Introduction
One of the puzzles of the Gospel accounts of the birth of Jesus is: why was Joseph not informed earlier? Why did Gabriel communicate the news of Jesus’ birth to Mary and then delay communicating it to Joseph?
Gabriel could have saved Joseph from a lot of suffering. As it was, Joseph learned of Jesus’ pregnancy, 3 months after the fact, when Mary returned from helping Elizabeth. This is part of a pattern we can see with God’s way of dealing with men and women. God tests those whom he loves and draws his closest disciples through what has been called a night of faith. But, after the night of faith, there is always a deeper dawn. This story draws from Matthew Chapter 1:18-25 and tells the story of Joseph’s experience of spiritual night.
The Bond of Marriage Broken?
Mary returned from the home of Elizabeth to her parent’s home in Nazareth. It had been three months since the encounter with the angel and the mystery that happened thereafter. Her pregnancy was showing.
Joseph happened to be there, at her parent’s home, working on a project for Mary’s father. When Joseph saw Mary approach and then descend from the donkey, his heart fell. He saw the shape of Mary’s stomach. It was the shape of a young mother’s stomach. Mary looked pregnant. But how could this be?
“Mary, what has happened?” he said. “What’s this?”
“Joseph, it’s not what you think,” she replied.
“So it’s true, you’re pregnant? You go away for three months and come back pregnant? Mary, how could you? How could you?!”

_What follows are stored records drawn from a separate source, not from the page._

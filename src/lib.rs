//! This crate renders height-field terrains as shaded relief, for cartographic viewing.
//!
//! # Overview
//! A [`HeightGrid`](grid::HeightGrid) of elevations is handed to a
//! [`TerrainViewer`](viewer::TerrainViewer), which turns it into geometry with one of three
//! strategies, depending on what the OpenGL driver supports:
//! a vertex shader that samples the elevations from a float texture, vertex buffers, or
//! display lists that run on any OpenGL 1.1 driver.
//! See the [`terrain`] module for more information.
//!
//! The camera supports perspective, parallel oblique, plan oblique, orthogonal and
//! cylindrical panorama views.
//! Plan oblique relief keeps the map view undistorted and shears each vertex proportional
//! to its elevation. The shear can be changed interactively by dragging the terrain.
//! See the [`camera`] and [`interaction`] modules.
//!
//! # Threading
//! All GPU work happens on the thread that owns the viewer and its [`Gl`](gl::Gl) context.
//! Other threads change the viewer through [`ViewerHandle`](viewer::ViewerHandle)s, whose
//! commands are applied at the start of the next frame.
//! With the `plugin` feature, [`ReliefViewerPlugin`](plugin::ReliefViewerPlugin) forwards
//! the input of a bevy app this way.
//!
//! # Devices
//! With the `glow` feature, [`GlowGl`](gl::GlowGl) drives a live OpenGL context, created by
//! the windowing library of the application. [`HeadlessGl`](gl::HeadlessGl) rasterizes
//! on the CPU and is meant for tests.

pub mod camera;
pub mod capabilities;
pub mod config;
pub mod error;
pub mod gl;
pub mod grid;
pub mod interaction;
#[cfg(feature = "plugin")]
pub mod plugin;
pub mod program;
pub mod shaders;
pub mod terrain;
pub mod texture;
pub mod viewer;

#[allow(missing_docs)]
pub mod prelude {
    #[doc(hidden)]
    pub use crate::{
        camera::{CameraDefaults, CameraMode, CameraState},
        capabilities::GlCapabilities,
        config::ViewerConfig,
        error::{ReliefError, ReliefResult, RenderDiagnostic},
        gl::{headless::HeadlessGl, Gl},
        grid::HeightGrid,
        interaction::{InputEvent, InteractionSettings, RotationAnimation, ShearAnimation},
        terrain::{ModelKind, TerrainModel},
        texture::HeightMapper,
        viewer::{CameraCommand, Fog, Lighting, TerrainViewer, ViewerCommand, ViewerHandle},
    };

    #[cfg(feature = "glow")]
    #[doc(hidden)]
    pub use crate::gl::GlowGl;

    #[cfg(feature = "plugin")]
    #[doc(hidden)]
    pub use crate::plugin::ReliefViewerPlugin;
}
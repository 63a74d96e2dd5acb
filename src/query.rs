use crate::error::QueryError;
use crate::news::DBNews;
use crate::schema::news;
use crate::session::Session;
use diesel::prelude::*;
use diesel::result::Error as DieselError;

/// Every article in the table, lowest id first.
pub fn all_news(session: &Session) -> Result<Vec<DBNews>, QueryError> {
    Ok(news::table
        .order(news::news_id.asc())
        .load::<DBNews>(session.connection())?)
}

pub fn news_by_id(session: &Session, id: i64) -> Result<DBNews, QueryError> {
    news::table
        .filter(news::news_id.eq(id))
        .first::<DBNews>(session.connection())
        .map_err(|err| match err {
            DieselError::NotFound => QueryError::NotFound(id),
            _ => QueryError::from(err),
        })
}
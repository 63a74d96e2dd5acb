use crate::error::LoadError;
use crate::manager::{DropOutcome, NewsManager};
use crate::news::NewsRecord;
use crate::schema::NEWS;
use csv::{ReaderBuilder, StringRecord};
use log::info;
use std::fs::File;
use std::io::Read;
use std::path::Path;

/// Columns of a dataset row, in order: id, headline, body, image, url.
pub const NEWS_FIELDS: usize = 5;

/// Replaces the contents of the news table with a CSV dataset.
pub struct NewsLoader<'a> {
    manager: &'a NewsManager,
    has_headers: bool,
}

impl<'a> NewsLoader<'a> {
    pub fn new(manager: &'a NewsManager) -> Self {
        NewsLoader {
            manager,
            has_headers: true,
        }
    }

    /// Whether the first line of the dataset is a header row to skip.
    pub fn has_headers(mut self, yes: bool) -> Self {
        self.has_headers = yes;
        self
    }

    pub fn create_db(&self) -> Result<DropOutcome, LoadError> {
        self.manager.recreate(&NEWS)
    }

    /// Writes every row of `reader` in file order, one commit per row.
    ///
    /// Stops at the first bad row or failed insert. Rows written before that
    /// stay in the table. Returns the number of rows written.
    pub fn ingest_news<R: Read>(&self, reader: R) -> Result<usize, LoadError> {
        let mut rows = ReaderBuilder::new()
            .has_headers(self.has_headers)
            .flexible(true)
            .from_reader(reader);

        let session = self.manager.open_session()?;
        let mut written = 0;
        for row in rows.records() {
            let record = parse_row(&row?)?;
            session.add_news(&record)?;
            written += 1;
        }
        session.close();

        Ok(written)
    }

    /// Full replace: rebuild the table, then ingest the file at `path`.
    pub fn load_csv(&self, path: impl AsRef<Path>) -> Result<usize, LoadError> {
        let path = path.as_ref();
        // Open the dataset first so a bad path leaves the current table alone.
        let file = File::open(path)?;

        info!("loading news from {}", path.display());
        self.create_db()?;
        let written = self.ingest_news(file)?;
        info!("loaded {} news records from {}", written, path.display());

        Ok(written)
    }
}

fn parse_row(row: &StringRecord) -> Result<NewsRecord, LoadError> {
    let line = row.position().map_or(0, |position| position.line());

    if row.len() != NEWS_FIELDS {
        return Err(LoadError::MalformedRow {
            line,
            expected: NEWS_FIELDS,
            found: row.len(),
        });
    }

    let news_id: i64 = row[0].trim().parse().map_err(|_| LoadError::InvalidId {
        line,
        value: row[0].to_string(),
    })?;

    Ok(NewsRecord::new(news_id, &row[1], &row[2], &row[3], &row[4]))
}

He turned back to the house, gathered his tools and quickly placed them in his tool bag. Mary was waiting there, a tear streaking down her cheek. Joseph turned and looked at her.
“Mary, how could you? I don’t know what to say. I must go,” he said.
With that he turned, exited the courtyard and walked quickly back to the new house he had just finished building, in anticipation of their wedding. It was late. About 5 pm.
Mary entered her parents’ house. Anne and Joachim took one look at her, her radiant, sorrowful face. Her abdomen showed signs of motherhood. They knew the vow Mary had taken, to consecrate herself to God. They knew Mary’s character.
“Mary – what? What is this?” they stammered.
“Elizabeth is well. She is healthy. The baby will be strong in the Lord. The baby will be born soon. She has good help. I had to come home. You can see I am showing. I didn’t want to distract from the joy of their child’s birth with questions about me.”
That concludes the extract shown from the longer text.